Fortunately, here in Jordan we have not yet lost the small greengrocers, the butchers, dairy, cheese and pickles shops, the nuts and sweetmeats shops, the small bakeries, the small watch repair shops, or the local family jewellery shop – not to mention small restaurants. This is not to say that they’re not now all under attack from the giants – global, regional and local – but so far they have managed to withstand the onslaught of globalisation and standardisation and as our attachment to them here in Jordan has not yet been sufficiently weakened by the lure of online shopping, they may well still have many years of life in front of them. On a personal level, I still enjoy a very warm relationship with my local butcher, carpenter, tailor and next-door greengrocer. I have implicit faith in them; and, in addition to being personal and immediate, the service they provide is of the highest standard. This does of course come at a cost when one compares it with the prices charged by the large chains, but I feel too strongly about the value of small local shops to object to the marginal additional cost I incur.

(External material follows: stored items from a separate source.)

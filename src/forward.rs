//! Streaming forwarder for backend requests
//!
//! Pooled hyper client that sends the inbound method, headers and body to a
//! resolved backend URL and streams the response back without buffering.

use crate::error::ProxyBody;
use http_body_util::BodyExt;
use hyper::header::{self, HeaderMap, HeaderName, HeaderValue};
use hyper::{Request, Response, Uri};
use hyper_util::client::legacy::connect::HttpConnector;
use hyper_util::client::legacy::Client;
use hyper_util::rt::TokioExecutor;
use std::time::Duration;
use thiserror::Error;
use tracing::debug;

/// Response headers relayed from the backend
const RELAYED_HEADERS: [HeaderName; 4] = [
    header::CONTENT_TYPE,
    header::CONTENT_DISPOSITION,
    header::CONTENT_LENGTH,
    header::CONTENT_RANGE,
];

/// Request headers that only apply to a single hop
const HOP_BY_HOP: [&str; 8] = [
    "connection",
    "keep-alive",
    "proxy-authenticate",
    "proxy-authorization",
    "te",
    "trailer",
    "transfer-encoding",
    "upgrade",
];

#[derive(Debug, Error)]
pub enum ForwardError {
    #[error("invalid backend url {url}: {reason}")]
    InvalidUrl { url: String, reason: String },
    #[error("backend unreachable: {0}")]
    Unreachable(#[from] hyper_util::client::legacy::Error),
    #[error("backend did not respond within {}s", .0.as_secs())]
    Timeout(Duration),
}

/// Configuration for the backend client
#[derive(Debug, Clone)]
pub struct ForwardConfig {
    /// Maximum idle connections per host
    pub max_idle_per_host: usize,
    /// Idle connection timeout
    pub idle_timeout: Duration,
    /// How long to wait for the backend's response headers
    pub request_timeout: Duration,
}

impl Default for ForwardConfig {
    fn default() -> Self {
        Self {
            max_idle_per_host: 10,
            idle_timeout: Duration::from_secs(90),
            request_timeout: Duration::from_secs(300),
        }
    }
}

pub struct Forwarder {
    client: Client<HttpConnector, ProxyBody>,
    config: ForwardConfig,
}

impl Forwarder {
    pub fn new(config: ForwardConfig) -> Self {
        let mut connector = HttpConnector::new();
        connector.set_nodelay(true);
        connector.enforce_http(true);

        let client = Client::builder(TokioExecutor::new())
            .pool_max_idle_per_host(config.max_idle_per_host)
            .pool_idle_timeout(config.idle_timeout)
            .build(connector);

        debug!(
            max_idle = config.max_idle_per_host,
            idle_timeout_secs = config.idle_timeout.as_secs(),
            "Backend client initialized"
        );

        Self { client, config }
    }

    pub fn config(&self) -> &ForwardConfig {
        &self.config
    }

    /// Send `req` to `url`, presenting the backend's own authority as `Host`.
    ///
    /// Backend error statuses are returned as responses, not errors.
    pub async fn forward(&self, req: Request<ProxyBody>, url: &str) -> Result<Response<ProxyBody>, ForwardError> {
        let uri: Uri = url.parse().map_err(|e: hyper::http::uri::InvalidUri| ForwardError::InvalidUrl {
            url: url.to_string(),
            reason: e.to_string(),
        })?;
        let host = backend_host(&uri).ok_or_else(|| ForwardError::InvalidUrl {
            url: url.to_string(),
            reason: "missing authority".to_string(),
        })?;

        let (parts, body) = req.into_parts();
        let mut builder = Request::builder().method(parts.method).uri(uri);
        if let Some(headers) = builder.headers_mut() {
            copy_request_headers(&parts.headers, headers);
            headers.insert(header::HOST, host);
        }
        let backend_req = builder.body(body).map_err(|e| ForwardError::InvalidUrl {
            url: url.to_string(),
            reason: e.to_string(),
        })?;

        let response = tokio::time::timeout(self.config.request_timeout, self.client.request(backend_req))
            .await
            .map_err(|_| ForwardError::Timeout(self.config.request_timeout))??;

        let (parts, body) = response.into_parts();
        let mut relayed = Response::builder().status(parts.status);
        if let Some(headers) = relayed.headers_mut() {
            for name in RELAYED_HEADERS {
                if let Some(value) = parts.headers.get(&name) {
                    headers.insert(name, value.clone());
                }
            }
        }

        relayed
            .body(body.boxed())
            .map_err(|e| ForwardError::InvalidUrl {
                url: url.to_string(),
                reason: e.to_string(),
            })
    }
}

/// `Host` value for a backend URI, without any userinfo
fn backend_host(uri: &Uri) -> Option<HeaderValue> {
    let authority = uri.authority()?.as_str();
    let host = authority.rsplit('@').next().unwrap_or(authority);
    HeaderValue::from_str(host).ok()
}

fn copy_request_headers(from: &HeaderMap, to: &mut HeaderMap) {
    for (name, value) in from {
        if name == header::HOST || HOP_BY_HOP.contains(&name.as_str()) {
            continue;
        }
        to.append(name.clone(), value.clone());
    }
}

Besides the itinerant hawkers and the small shops here in Jordan we have two other types of street vendor. There are what are known as ‘bastahs’ – unauthorised sales-points where the merchandise is displayed on the pavement. These can be a nuisance if you’re a pedestrian trying to make your way along a busy street, and they are sometimes associated with crime. Despite continuing efforts by the municipal authorities to regulate them, they remain both popular and controversial at the same time. Recently there was a public outcry when the Amman municipal authorities destroyed the merchandise of an unauthorised fruit seller. Then there are also the people you find at traffic lights selling everything from flowers to strawberries and from children’s toys to chewing gum. This is sometimes regarded as disguised begging, especially when the hawker is a young boy or girl not above 12 or 14 years of age. Personally, I don’t object to them as long as they are not too persistent and – in the absence of effective and thorough social welfare programmes, we’re bound to see them operating for some considerable time to come. One person I used to see quite frequently was a physically handicapped young woman in her mid-twenties, with a lovely, affectionate smile, who used to squeeze her wheelchair between stationary cars at the traffic lights near my home, in order to beg from the drivers. She disappeared two years ago. I hope that her life has taken a turn for the better and that she is safe and sound somewhere. Her activities never did anyone any harm, and I still miss her smile.